There is hope that the tide may be turning. The eloquent and impassioned students of Marjory Stoneman Douglas High School, who lived through one of the deadliest mass shootings in history earlier this year, are pressuring lawmakers to pass tougher gun legislation, arguing that their right to feel safe at school trumps gun owners’ rights to casually acquire deadly weapons as and when they fancy it.

Grief-stricken teenagers may make for better poster children for a political movement than a controversial tech giant, but this issue isn’t just about the individual victims, it’s about fundamentally changing the collective American psyche to allow for the possibility that its beloved Founding Fathers may not have been without errors in their vision for the country they stole from indigenous people in a gruesome and bloody war. The US must allow for the possibility that in order to maintain a safe, fair and forward-looking society its laws need to evolve.

Even if you believe that owning a gun is every citizen’s right according to the Second Amendment (an interpretation which is in itself hotly debated), the benefits of upholding the law cannot possibly outweigh the hundreds of deaths it causes every year.

This line of thinking is not radical nor without precedent. The US has historically shown little concern with breaching civil rights when it’s supposedly crucial to do so in order to protect its citizens.
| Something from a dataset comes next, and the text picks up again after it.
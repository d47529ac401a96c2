/// Id del `<script>` de Google Maps; evita inyectarlo dos veces
pub const GOOGLE_MAP_SCRIPT_ID: &str = "google-map-script";

/// Id del contenedor DOM del mapa
pub const MAP_CONTAINER_ID: &str = "waste-map";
The government will take away people’s rights to free speech, privacy and due process in the name of the increasingly murky concept of “national security”.

It’s certainly true that America needs to look at the systemic social issues which seem to turn a disproportionate number of its citizens into mass murderers, but it must also stop making it so easy for them to fulfil their fantasies by walking into a shop and paying a few hundred dollars for a gun. The political views, artistic sensibilities, dietary choices and social media profile these people hold are just a distraction, and by focusing on the salacious details rather than the policy issues we’re playing right into the hands of the NRA and its Republican puppets whose agenda it is to maintain the status quo, regardless of how many people die in the process.